### [TASK ITEM]
Which of the lines in the records below hold the string "PixelFormat"? Copy every one of them.

Collected data:

++++++

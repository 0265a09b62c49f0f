//! Hotzone Common Utilities
//!
//! Shared infrastructure for all Hotzone crates:
//! - Error types and result aliases
//! - Presentation-time arithmetic for sampling and export stepping
//! - Tracing/logging initialization
//! - Configuration loading

pub mod clock;
pub mod config;
pub mod error;
pub mod logging;

pub use clock::*;
pub use config::*;
pub use error::*;
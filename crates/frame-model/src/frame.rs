//! Raster frames, video track properties, and encoder buffers.

use image::RgbImage;
use serde::{Deserialize, Serialize};

/// A decoded frame together with the source time it was taken from.
///
/// Sample frames are consumed by one detection/render step and then
/// dropped; nothing holds on to them.
#[derive(Debug, Clone)]
pub struct SampleFrame {
    /// Source timestamp in seconds.
    pub time_secs: f64,
    pub image: RgbImage,
}

impl SampleFrame {
    pub fn new(time_secs: f64, image: RgbImage) -> Self {
        Self { time_secs, image }
    }

    pub fn dimensions(&self) -> (u32, u32) {
        self.image.dimensions()
    }
}

/// Properties of the source video track.
#[derive(Debug, Clone, Copy, PartialEq, Serialize, Deserialize)]
pub struct VideoTrackInfo {
    /// Natural (display) width in pixels.
    pub width: u32,
    /// Natural (display) height in pixels.
    pub height: u32,
    /// Nominal frame rate.
    pub frame_rate: f64,
    /// Track duration in seconds.
    pub duration_secs: f64,
}

impl VideoTrackInfo {
    pub fn natural_size(&self) -> (u32, u32) {
        (self.width, self.height)
    }

    /// Duration of one source frame, falling back to 1/30 s when the frame
    /// rate is unknown.
    pub fn frame_period_secs(&self) -> f64 {
        if self.frame_rate > 0.0 && self.frame_rate.is_finite() {
            1.0 / self.frame_rate
        } else {
            1.0 / 30.0
        }
    }
}

/// Packed pixel layouts an encoder sink can accept.
#[derive(Debug, Clone, Copy, PartialEq, Eq, Hash, Serialize, Deserialize)]
#[serde(rename_all = "lowercase")]
pub enum PixelFormat {
    /// 3 bytes per pixel, R G B.
    Rgb24,
    /// 4 bytes per pixel, B G R A, alpha opaque.
    Bgra32,
}

impl PixelFormat {
    pub fn bytes_per_pixel(self) -> usize {
        match self {
            PixelFormat::Rgb24 => 3,
            PixelFormat::Bgra32 => 4,
        }
    }

    /// Name of the format as ffmpeg's `-pix_fmt` expects it.
    pub fn ffmpeg_name(self) -> &'static str {
        match self {
            PixelFormat::Rgb24 => "rgb24",
            PixelFormat::Bgra32 => "bgra",
        }
    }
}

/// A rendered frame packed into the layout an encoder sink expects.
#[derive(Debug, Clone, PartialEq, Eq)]
pub struct FrameBuffer {
    width: u32,
    height: u32,
    format: PixelFormat,
    data: Vec<u8>,
}

impl FrameBuffer {
    /// Pack an RGB image into `format`.
    pub fn from_rgb(image: &RgbImage, format: PixelFormat) -> Self {
        let (width, height) = image.dimensions();
        let data = match format {
            PixelFormat::Rgb24 => image.as_raw().clone(),
            PixelFormat::Bgra32 => {
                let mut out = Vec::with_capacity(width as usize * height as usize * 4);
                for px in image.as_raw().chunks_exact(3) {
                    out.extend_from_slice(&[px[2], px[1], px[0], 0xFF]);
                }
                out
            }
        };
        Self {
            width,
            height,
            format,
            data,
        }
    }

    pub fn width(&self) -> u32 {
        self.width
    }

    pub fn height(&self) -> u32 {
        self.height
    }

    pub fn dimensions(&self) -> (u32, u32) {
        (self.width, self.height)
    }

    pub fn format(&self) -> PixelFormat {
        self.format
    }

    pub fn as_bytes(&self) -> &[u8] {
        &self.data
    }

    pub fn into_bytes(self) -> Vec<u8> {
        self.data
    }

    /// Expected byte length for the buffer's size and format.
    pub fn expected_len(&self) -> usize {
        self.width as usize * self.height as usize * self.format.bytes_per_pixel()
    }
}
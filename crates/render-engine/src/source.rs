//! Frame sources: where pass 1 and pass 2 pull decoded frames from.

use std::path::{Path, PathBuf};

use async_trait::async_trait;
use hotzone_common::error::{HotzoneError, HotzoneResult};
use hotzone_model::VideoTrackInfo;
use image::RgbImage;
use tokio::sync::OnceCell;

use crate::ffmpeg::{self, MediaInfo};

/// Random-access frame decoding for one video asset.
///
/// Every call may suspend while the underlying decoder works.
#[async_trait]
pub trait FrameSource: Send + Sync {
    /// Duration of the asset in seconds.
    async fn duration_secs(&self) -> HotzoneResult<f64>;

    /// Natural size, frame rate and duration of the video track.
    async fn track_info(&self) -> HotzoneResult<VideoTrackInfo>;

    /// Decode the frame at `time_secs`, accepting a frame up to
    /// `tolerance_secs` away from the requested time.
    async fn frame_at(&self, time_secs: f64, tolerance_secs: f64) -> HotzoneResult<RgbImage>;
}

/// Frame source backed by the `ffmpeg` and `ffprobe` binaries.
///
/// Each fetch runs one short `ffmpeg` process that seeks to the requested
/// time and emits a single raw RGB24 frame on stdout. The asset is inspected
/// once and the result cached.
pub struct FfmpegFrameSource {
    path: PathBuf,
    info: OnceCell<MediaInfo>,
}

impl FfmpegFrameSource {
    /// Open `path` for decoding.
    pub async fn open(path: impl AsRef<Path>) -> HotzoneResult<Self> {
        let path = path.as_ref().to_path_buf();
        if !path.exists() {
            return Err(HotzoneError::FileNotFound { path });
        }
        if !ffmpeg::command_exists("ffmpeg").await || !ffmpeg::command_exists("ffprobe").await {
            return Err(HotzoneError::unsupported(
                "Frame decoding requires ffmpeg and ffprobe in PATH",
            ));
        }
        Ok(Self {
            path,
            info: OnceCell::new(),
        })
    }

    pub fn path(&self) -> &Path {
        &self.path
    }

    async fn media_info(&self) -> HotzoneResult<&MediaInfo> {
        self.info
            .get_or_try_init(|| async {
                let info = ffmpeg::inspect(&self.path).await?;
                tracing::debug!(
                    path = %self.path.display(),
                    duration_secs = ?info.duration_secs,
                    has_video = info.video.is_some(),
                    "Inspected source"
                );
                Ok::<_, HotzoneError>(info)
            })
            .await
    }
}

#[async_trait]
impl FrameSource for FfmpegFrameSource {
    async fn duration_secs(&self) -> HotzoneResult<f64> {
        self.media_info()
            .await?
            .duration_secs
            .ok_or_else(|| HotzoneError::source_stage("duration", "Source duration is unavailable"))
    }

    async fn track_info(&self) -> HotzoneResult<VideoTrackInfo> {
        let info = self.media_info().await?;
        let video = info.video.ok_or_else(|| {
            HotzoneError::source_stage("track properties", "Source has no video track")
        })?;
        let duration_secs = info.duration_secs.ok_or_else(|| {
            HotzoneError::source_stage("track properties", "Source duration is unavailable")
        })?;
        Ok(VideoTrackInfo {
            width: video.width,
            height: video.height,
            frame_rate: video.frame_rate.unwrap_or(0.0),
            duration_secs,
        })
    }

    async fn frame_at(&self, time_secs: f64, tolerance_secs: f64) -> HotzoneResult<RgbImage> {
        let info = self
            .track_info()
            .await
            .map_err(|e| HotzoneError::frame_unavailable(time_secs, e.to_string()))?;
        let seek = resolve_seek_time(&info, time_secs, tolerance_secs)
            .ok_or_else(|| HotzoneError::frame_unavailable(time_secs, "Outside source duration"))?;

        let output = tokio::process::Command::new("ffmpeg")
            .args(decode_args(&self.path, seek))
            .output()
            .await
            .map_err(|e| {
                HotzoneError::frame_unavailable(time_secs, format!("Failed to start ffmpeg: {e}"))
            })?;

        if !output.status.success() {
            return Err(HotzoneError::frame_unavailable(
                time_secs,
                format!(
                    "ffmpeg decode failed (status {}): {}",
                    output.status,
                    String::from_utf8_lossy(&output.stderr).trim()
                ),
            ));
        }

        let expected = info.width as usize * info.height as usize * 3;
        if output.stdout.len() != expected {
            return Err(HotzoneError::frame_unavailable(
                time_secs,
                format!(
                    "Decoded {} bytes, expected {expected} for {}x{}",
                    output.stdout.len(),
                    info.width,
                    info.height
                ),
            ));
        }

        RgbImage::from_raw(info.width, info.height, output.stdout)
            .ok_or_else(|| HotzoneError::frame_unavailable(time_secs, "Malformed raw frame"))
    }
}

/// Arguments that decode the single frame at `seek_secs` as raw RGB24.
///
/// Display-matrix rotation is not applied, so the frame keeps the stored
/// size that `ffprobe` reports for the stream.
fn decode_args(path: &Path, seek_secs: f64) -> Vec<String> {
    vec![
        "-hide_banner".to_string(),
        "-loglevel".to_string(),
        "error".to_string(),
        "-nostats".to_string(),
        "-noautorotate".to_string(),
        "-ss".to_string(),
        format!("{seek_secs:.6}"),
        "-i".to_string(),
        path.to_string_lossy().into_owned(),
        "-frames:v".to_string(),
        "1".to_string(),
        "-an".to_string(),
        "-f".to_string(),
        "rawvideo".to_string(),
        "-pix_fmt".to_string(),
        "rgb24".to_string(),
        "pipe:1".to_string(),
    ]
}

/// Map a requested time onto a decodable seek position.
///
/// Requests within `tolerance_secs` past the last frame snap back onto it;
/// anything further out (or negative beyond tolerance) has no frame.
fn resolve_seek_time(info: &VideoTrackInfo, time_secs: f64, tolerance_secs: f64) -> Option<f64> {
    if !time_secs.is_finite() {
        return None;
    }
    let tolerance = tolerance_secs.max(0.0);
    let last_frame = (info.duration_secs - info.frame_period_secs()).max(0.0);
    if time_secs < -tolerance || time_secs > last_frame + tolerance {
        return None;
    }
    Some(time_secs.clamp(0.0, last_frame))
}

++++++

### [SOLUTION TO THIS PROBLEM]
pub enum PixelFormat {
impl PixelFormat {
            PixelFormat::Rgb24 => 3,
            PixelFormat::Bgra32 => 4,
            PixelFormat::Rgb24 => "rgb24",
            PixelFormat::Bgra32 => "bgra",
    format: PixelFormat,
    pub fn from_rgb(image: &RgbImage, format: PixelFormat) -> Self {
            PixelFormat::Rgb24 => image.as_raw().clone(),
            PixelFormat::Bgra32 => {
    pub fn format(&self) -> PixelFormat {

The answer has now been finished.